* Instructions for the task
Your answer must be a single number: the count of lines in the entries below that hold "CanvasRect".

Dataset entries
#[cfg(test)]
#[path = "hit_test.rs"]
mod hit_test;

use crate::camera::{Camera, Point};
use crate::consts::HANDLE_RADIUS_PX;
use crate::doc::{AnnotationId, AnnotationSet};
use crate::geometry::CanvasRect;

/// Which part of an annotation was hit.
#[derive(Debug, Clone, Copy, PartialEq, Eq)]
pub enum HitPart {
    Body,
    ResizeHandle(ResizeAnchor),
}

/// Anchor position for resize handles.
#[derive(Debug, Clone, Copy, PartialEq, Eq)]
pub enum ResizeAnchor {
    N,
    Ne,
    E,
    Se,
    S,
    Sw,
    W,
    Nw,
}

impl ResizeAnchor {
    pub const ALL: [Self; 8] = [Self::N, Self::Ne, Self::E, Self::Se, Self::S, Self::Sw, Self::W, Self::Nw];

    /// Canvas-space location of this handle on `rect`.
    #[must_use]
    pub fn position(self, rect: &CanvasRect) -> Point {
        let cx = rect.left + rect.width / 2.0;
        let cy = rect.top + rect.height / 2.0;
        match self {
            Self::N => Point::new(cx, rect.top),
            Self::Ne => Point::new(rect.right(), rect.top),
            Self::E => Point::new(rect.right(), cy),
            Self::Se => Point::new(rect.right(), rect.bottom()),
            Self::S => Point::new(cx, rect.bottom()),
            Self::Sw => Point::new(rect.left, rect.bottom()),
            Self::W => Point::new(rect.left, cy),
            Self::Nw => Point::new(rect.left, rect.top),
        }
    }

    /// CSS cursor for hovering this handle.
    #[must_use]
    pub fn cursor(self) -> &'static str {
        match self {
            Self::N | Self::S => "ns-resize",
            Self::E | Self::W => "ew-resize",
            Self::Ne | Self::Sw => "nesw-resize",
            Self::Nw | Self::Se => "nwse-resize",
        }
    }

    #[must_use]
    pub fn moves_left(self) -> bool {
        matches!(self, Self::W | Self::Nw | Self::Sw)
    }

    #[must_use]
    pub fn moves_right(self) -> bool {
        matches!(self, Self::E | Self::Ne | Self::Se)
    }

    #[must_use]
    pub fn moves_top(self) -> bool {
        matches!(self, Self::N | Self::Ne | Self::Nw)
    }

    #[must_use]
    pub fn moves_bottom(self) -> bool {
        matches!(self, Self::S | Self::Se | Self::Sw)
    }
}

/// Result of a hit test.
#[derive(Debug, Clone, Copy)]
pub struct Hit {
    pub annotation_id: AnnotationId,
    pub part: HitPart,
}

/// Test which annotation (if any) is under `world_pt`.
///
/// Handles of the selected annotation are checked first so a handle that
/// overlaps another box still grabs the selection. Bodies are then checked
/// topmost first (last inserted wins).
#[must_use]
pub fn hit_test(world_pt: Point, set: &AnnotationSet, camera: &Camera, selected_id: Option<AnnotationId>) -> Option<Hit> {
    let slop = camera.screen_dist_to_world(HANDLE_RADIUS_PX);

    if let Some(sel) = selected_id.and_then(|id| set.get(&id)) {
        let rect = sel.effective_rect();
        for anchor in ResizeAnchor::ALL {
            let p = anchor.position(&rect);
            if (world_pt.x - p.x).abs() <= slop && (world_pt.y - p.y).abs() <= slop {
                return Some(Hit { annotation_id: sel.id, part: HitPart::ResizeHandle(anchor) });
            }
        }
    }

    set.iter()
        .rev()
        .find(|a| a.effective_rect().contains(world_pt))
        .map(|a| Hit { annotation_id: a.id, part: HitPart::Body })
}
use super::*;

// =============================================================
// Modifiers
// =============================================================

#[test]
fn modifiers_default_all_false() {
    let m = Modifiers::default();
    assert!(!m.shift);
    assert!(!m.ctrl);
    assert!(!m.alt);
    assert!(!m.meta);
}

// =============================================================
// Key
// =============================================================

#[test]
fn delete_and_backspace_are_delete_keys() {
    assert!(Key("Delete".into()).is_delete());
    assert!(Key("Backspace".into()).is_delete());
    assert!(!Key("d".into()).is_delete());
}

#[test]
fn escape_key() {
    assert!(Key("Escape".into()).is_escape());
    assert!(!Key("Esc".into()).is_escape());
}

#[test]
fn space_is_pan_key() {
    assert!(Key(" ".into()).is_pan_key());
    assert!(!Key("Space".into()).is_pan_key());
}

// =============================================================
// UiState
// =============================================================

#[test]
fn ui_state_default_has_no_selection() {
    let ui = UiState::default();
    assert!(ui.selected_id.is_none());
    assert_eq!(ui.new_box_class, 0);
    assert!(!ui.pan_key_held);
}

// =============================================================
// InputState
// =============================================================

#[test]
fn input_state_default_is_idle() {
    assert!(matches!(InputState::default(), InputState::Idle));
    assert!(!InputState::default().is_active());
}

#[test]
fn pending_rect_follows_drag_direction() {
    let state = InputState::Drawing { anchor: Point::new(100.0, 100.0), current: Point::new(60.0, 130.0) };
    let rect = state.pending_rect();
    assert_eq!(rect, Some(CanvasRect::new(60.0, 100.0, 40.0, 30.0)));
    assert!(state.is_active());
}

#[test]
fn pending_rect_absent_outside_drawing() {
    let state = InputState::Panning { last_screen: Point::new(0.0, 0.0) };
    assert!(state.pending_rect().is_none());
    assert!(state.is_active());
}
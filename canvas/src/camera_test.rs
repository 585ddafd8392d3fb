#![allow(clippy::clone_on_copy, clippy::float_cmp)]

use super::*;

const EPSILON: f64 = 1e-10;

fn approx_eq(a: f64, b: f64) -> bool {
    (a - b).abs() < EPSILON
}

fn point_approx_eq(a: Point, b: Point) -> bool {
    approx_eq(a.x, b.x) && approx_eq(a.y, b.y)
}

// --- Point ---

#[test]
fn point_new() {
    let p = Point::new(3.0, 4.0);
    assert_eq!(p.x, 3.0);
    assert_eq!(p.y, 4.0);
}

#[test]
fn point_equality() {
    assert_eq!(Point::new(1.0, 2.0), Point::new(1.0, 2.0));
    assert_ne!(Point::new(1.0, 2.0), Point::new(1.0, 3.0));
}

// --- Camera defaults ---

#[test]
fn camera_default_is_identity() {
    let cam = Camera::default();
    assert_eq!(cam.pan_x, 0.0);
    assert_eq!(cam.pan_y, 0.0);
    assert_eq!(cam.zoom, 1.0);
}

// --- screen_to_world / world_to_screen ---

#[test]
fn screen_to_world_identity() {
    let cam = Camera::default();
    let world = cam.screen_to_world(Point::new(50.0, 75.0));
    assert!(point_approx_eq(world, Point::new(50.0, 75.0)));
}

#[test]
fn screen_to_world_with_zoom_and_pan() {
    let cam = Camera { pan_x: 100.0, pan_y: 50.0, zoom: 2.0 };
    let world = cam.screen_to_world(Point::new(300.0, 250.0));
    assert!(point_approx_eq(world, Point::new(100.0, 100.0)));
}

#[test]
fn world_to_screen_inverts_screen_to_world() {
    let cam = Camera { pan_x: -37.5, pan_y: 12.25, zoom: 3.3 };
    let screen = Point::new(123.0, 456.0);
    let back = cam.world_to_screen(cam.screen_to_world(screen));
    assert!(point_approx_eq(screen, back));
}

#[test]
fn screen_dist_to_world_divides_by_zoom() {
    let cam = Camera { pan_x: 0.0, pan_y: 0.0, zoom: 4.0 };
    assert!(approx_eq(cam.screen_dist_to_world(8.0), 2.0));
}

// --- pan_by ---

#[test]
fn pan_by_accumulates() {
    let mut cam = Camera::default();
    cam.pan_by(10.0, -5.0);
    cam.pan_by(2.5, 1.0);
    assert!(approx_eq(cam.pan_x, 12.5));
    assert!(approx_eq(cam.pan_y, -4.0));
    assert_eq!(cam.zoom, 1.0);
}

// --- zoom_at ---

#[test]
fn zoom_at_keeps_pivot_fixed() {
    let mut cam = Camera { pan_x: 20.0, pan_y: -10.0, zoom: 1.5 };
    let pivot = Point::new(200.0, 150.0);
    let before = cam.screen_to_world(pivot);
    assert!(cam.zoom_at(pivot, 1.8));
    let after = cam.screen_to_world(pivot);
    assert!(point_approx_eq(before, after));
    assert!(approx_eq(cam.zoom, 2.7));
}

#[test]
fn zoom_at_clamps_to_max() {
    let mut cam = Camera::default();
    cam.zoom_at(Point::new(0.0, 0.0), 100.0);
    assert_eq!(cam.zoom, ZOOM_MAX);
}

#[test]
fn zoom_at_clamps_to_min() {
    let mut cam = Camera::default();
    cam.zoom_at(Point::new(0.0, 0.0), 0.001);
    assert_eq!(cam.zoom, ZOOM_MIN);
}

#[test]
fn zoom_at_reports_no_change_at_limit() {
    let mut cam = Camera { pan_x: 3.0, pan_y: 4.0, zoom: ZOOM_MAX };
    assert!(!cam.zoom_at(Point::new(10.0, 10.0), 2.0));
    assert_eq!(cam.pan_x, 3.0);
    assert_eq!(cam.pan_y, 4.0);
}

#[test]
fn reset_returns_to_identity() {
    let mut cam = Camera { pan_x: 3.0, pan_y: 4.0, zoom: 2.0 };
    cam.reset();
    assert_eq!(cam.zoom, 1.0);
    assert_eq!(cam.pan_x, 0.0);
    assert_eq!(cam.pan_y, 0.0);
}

* Task solution
3